Embrace by Julie Blyfield. A Record of Australias Flora
Published: 23.04.2020
- Author:
- Helen Wyatt
- Edited by:
- Klimt02
- Edited at:
- Barcelona
- Edited on:
- 2020
Brooch: Flora, 2020
Oxidised sterling silver, stg silver, enamel paint, wax.
Largest 10.3 x 8.3 x 0.7 cm
Photo by: Grant Hancock
© By the author. Read Klimt02.net Copyright.

At a time of restraint and restricted travel, in her March-April 2020 exhibition at Stanley Street Gallery Sydney, Embrace, Julie Blyfield takes us to Purnunulu - a place of immense significance, a place that travellers outside of the Kimberley are only now coming to know about and appreciate. The Purnululu National Park holds unique geological forms and wildlife in the remote north-east of Western Australia.

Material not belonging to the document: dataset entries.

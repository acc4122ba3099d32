//! # Trail Lifecycle Tests
//!
//! Activation, frame scheduling and teardown against a headless host.
//! After every teardown path the host must hold no listener and no
//! frame request, and the surface must have been released once.

use glimmer::{
    CursorTrail, FrameHandle, HeadlessHost, HostEvent, HostEventKind, TrailConfig, TrailState, Viewport,
};

fn seeded() -> TrailConfig {
    TrailConfig {
        seed: Some(42),
        ..TrailConfig::default()
    }
}

fn host() -> HeadlessHost {
    HeadlessHost::new(Viewport::new(800, 600))
}

/// Test: activation registers two listeners, one frame and one surface.
#[test]
fn test_activate_registers_everything() {
    let mut host = host();
    {
        let mut trail = CursorTrail::new(&mut host, seeded());
        assert_eq!(trail.state(), TrailState::Idle);
        assert_eq!(trail.activate(), TrailState::Running);
        assert!(trail.pending_frame().is_some());

        // Second activate is a no-op
        assert_eq!(trail.activate(), TrailState::Running);
        assert_eq!(trail.host().listener_count(), 2);
        assert!(trail.host().is_listening(HostEventKind::PointerMove));
        assert!(trail.host().is_listening(HostEventKind::Resize));
        assert_eq!(trail.host().frames_requested(), 1);
    }

    let log = host.surface_log().unwrap();
    let descriptor = log.borrow().descriptor.clone().unwrap();
    assert_eq!(descriptor.viewport, Viewport::new(800, 600));
    assert!(descriptor.pointer_passthrough);
    assert_eq!(descriptor.layer, 60);
}

/// Test: deactivate before any frame ran leaves nothing behind.
#[test]
fn test_deactivate_before_first_frame() {
    let mut host = host();
    let mut trail = CursorTrail::new(&mut host, seeded());
    trail.activate();
    trail.deactivate();

    assert_eq!(trail.state(), TrailState::Idle);
    assert_eq!(trail.host().listener_count(), 0);
    assert_eq!(trail.host().pending_frame(), None);
    assert_eq!(trail.host().frames_cancelled(), 1);
    drop(trail);

    let log = host.surface_log().unwrap();
    assert_eq!(log.borrow().releases, 1);
    assert_eq!(log.borrow().submits, 0);
}

/// Test: deactivate twice, and deactivate without activate, are harmless.
#[test]
fn test_deactivate_is_idempotent() {
    let mut host = host();
    let mut trail = CursorTrail::new(&mut host, seeded());
    trail.deactivate();

    trail.activate();
    trail.fire_pending_frame();
    trail.deactivate();
    trail.deactivate();
    drop(trail);

    assert_eq!(host.listener_count(), 0);
    assert_eq!(host.pending_frame(), None);
    assert_eq!(host.frames_cancelled(), 1);
    assert_eq!(host.surface_log().unwrap().borrow().releases, 1);
}

/// Test: dropping a running trail tears it down.
#[test]
fn test_drop_tears_down() {
    let mut host = host();
    {
        let mut trail = CursorTrail::new(&mut host, seeded());
        trail.activate();
        for i in 0..10u8 {
            trail.dispatch(HostEvent::PointerMove {
                x: f32::from(i) * 20.0,
                y: 300.0,
            });
            trail.fire_pending_frame();
        }
    }

    assert_eq!(host.listener_count(), 0);
    assert_eq!(host.pending_frame(), None);
    assert_eq!(host.surface_log().unwrap().borrow().releases, 1);
}

/// Test: every frame clears, submits and requests exactly one more frame.
#[test]
fn test_frame_loop_reschedules() {
    let mut host = host();
    let mut trail = CursorTrail::new(&mut host, seeded());
    trail.activate();

    for expected in 1..=5 {
        let report = trail.fire_pending_frame().unwrap();
        assert_eq!(report.frame, expected);
        assert!(trail.pending_frame().is_some());
    }
    assert_eq!(trail.stats().frames, 5);
    assert_eq!(trail.host().frames_requested(), 6);

    let log = trail.host().surface_log().unwrap();
    assert_eq!(log.borrow().clears, 5);
    assert_eq!(log.borrow().submits, 5);
}

/// Test: a stale or cancelled handle does not run a frame.
#[test]
fn test_stale_frame_ignored() {
    let mut host = host();
    let mut trail = CursorTrail::new(&mut host, seeded());
    trail.activate();

    let first = trail.pending_frame().unwrap();
    assert!(trail.on_frame(FrameHandle(first.0 + 1000)).is_none());
    assert!(trail.on_frame(first).is_some());
    // Already consumed
    assert!(trail.on_frame(first).is_none());

    let next = trail.pending_frame().unwrap();
    trail.deactivate();
    assert!(trail.on_frame(next).is_none());
    assert_eq!(trail.stats().frames, 1);
}

/// Test: no surface means no listeners, no frames and no panic.
#[test]
fn test_inert_without_surface() {
    let mut host = HeadlessHost::without_surface(Viewport::new(800, 600), "no 2d context");
    let mut trail = CursorTrail::new(&mut host, seeded());

    assert_eq!(trail.activate(), TrailState::Inert);
    assert_eq!(trail.state(), TrailState::Inert);
    assert!(trail.pending_frame().is_none());
    assert!(!trail.dispatch(HostEvent::PointerMove { x: 10.0, y: 10.0 }));
    assert!(trail.fire_pending_frame().is_none());

    trail.deactivate();
    assert_eq!(trail.state(), TrailState::Idle);
    drop(trail);

    assert_eq!(host.listener_count(), 0);
    assert_eq!(host.frames_requested(), 0);
}

/// Test: an invalid config is refused at activation and registers nothing.
#[test]
fn test_inert_with_invalid_config() {
    let mut config = seeded();
    config.links.radius = f32::NAN;

    let mut host = host();
    let mut trail = CursorTrail::new(&mut host, config);
    assert!(trail.config().links.radius.is_nan());

    assert_eq!(trail.activate(), TrailState::Inert);
    assert!(trail.simulation().is_none());
    assert!(!trail.dispatch(HostEvent::PointerMove { x: 10.0, y: 10.0 }));
    assert!(trail.fire_pending_frame().is_none());
    drop(trail);

    assert_eq!(host.listener_count(), 0);
    assert_eq!(host.frames_requested(), 0);
    assert!(host.surface_log().is_none());
}

/// Test: an oversized ceiling is refused instead of allocated.
#[test]
fn test_inert_with_oversized_ceiling() {
    let mut config = seeded();
    config.spawn.max_particles = usize::MAX;

    let mut host = host();
    let mut trail = CursorTrail::new(&mut host, config);
    assert_eq!(trail.activate(), TrailState::Inert);
    drop(trail);

    assert_eq!(host.listener_count(), 0);
    assert_eq!(host.frames_requested(), 0);
}

/// Test: resize events reach the surface, and later frames report the new size.
#[test]
fn test_resize_syncs_surface() {
    let mut host = host();
    let mut trail = CursorTrail::new(&mut host, seeded());
    trail.activate();

    let event = trail.host_mut().set_viewport(Viewport::new(1920, 1080)).unwrap();
    assert!(trail.dispatch(event));

    let report = trail.fire_pending_frame().unwrap();
    assert_eq!(report.viewport, Viewport::new(1920, 1080));

    let log = trail.host().surface_log().unwrap();
    assert_eq!(log.borrow().resizes, 1);
}

/// Test: events after deactivate are not delivered and change nothing.
#[test]
fn test_events_after_deactivate_dropped() {
    let mut host = host();
    let mut trail = CursorTrail::new(&mut host, seeded());
    trail.activate();
    trail.deactivate();

    assert!(!trail.dispatch(HostEvent::PointerMove { x: 1.0, y: 1.0 }));
    trail.handle_event(HostEvent::PointerMove { x: 500.0, y: 1.0 });
    assert!(trail.simulation().is_none());
}

/// Test: reactivation starts from an empty trail.
#[test]
fn test_reactivate_starts_fresh() {
    let mut host = host();
    let mut trail = CursorTrail::new(&mut host, seeded());
    trail.activate();
    trail.dispatch(HostEvent::PointerMove { x: 0.0, y: 0.0 });
    trail.fire_pending_frame();
    trail.dispatch(HostEvent::PointerMove { x: 40.0, y: 0.0 });
    trail.fire_pending_frame();
    assert!(!trail.simulation().unwrap().is_empty());

    trail.deactivate();
    trail.activate();
    assert!(trail.simulation().unwrap().is_empty());
    assert_eq!(trail.host().listener_count(), 2);

    let report = trail.fire_pending_frame().unwrap();
    assert_eq!(report.frame, 1);
}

Now World Heritage-listed, this special place is the home of the Jaru and Gidja peoples, who are its Traditional Custodians
Despite the small size of individual pieces, her exhibition is awesome. Blyfield’s works are the result of careful observation and documentation on a grand scale. In the show, she captures the stunning colours, awesome striated forms and minutiae of the terrain. She has referenced both the ‘ephemeral’ and the ‘enduring’ in the permanence of metal objects – some that are wearable; some sculptural vessels.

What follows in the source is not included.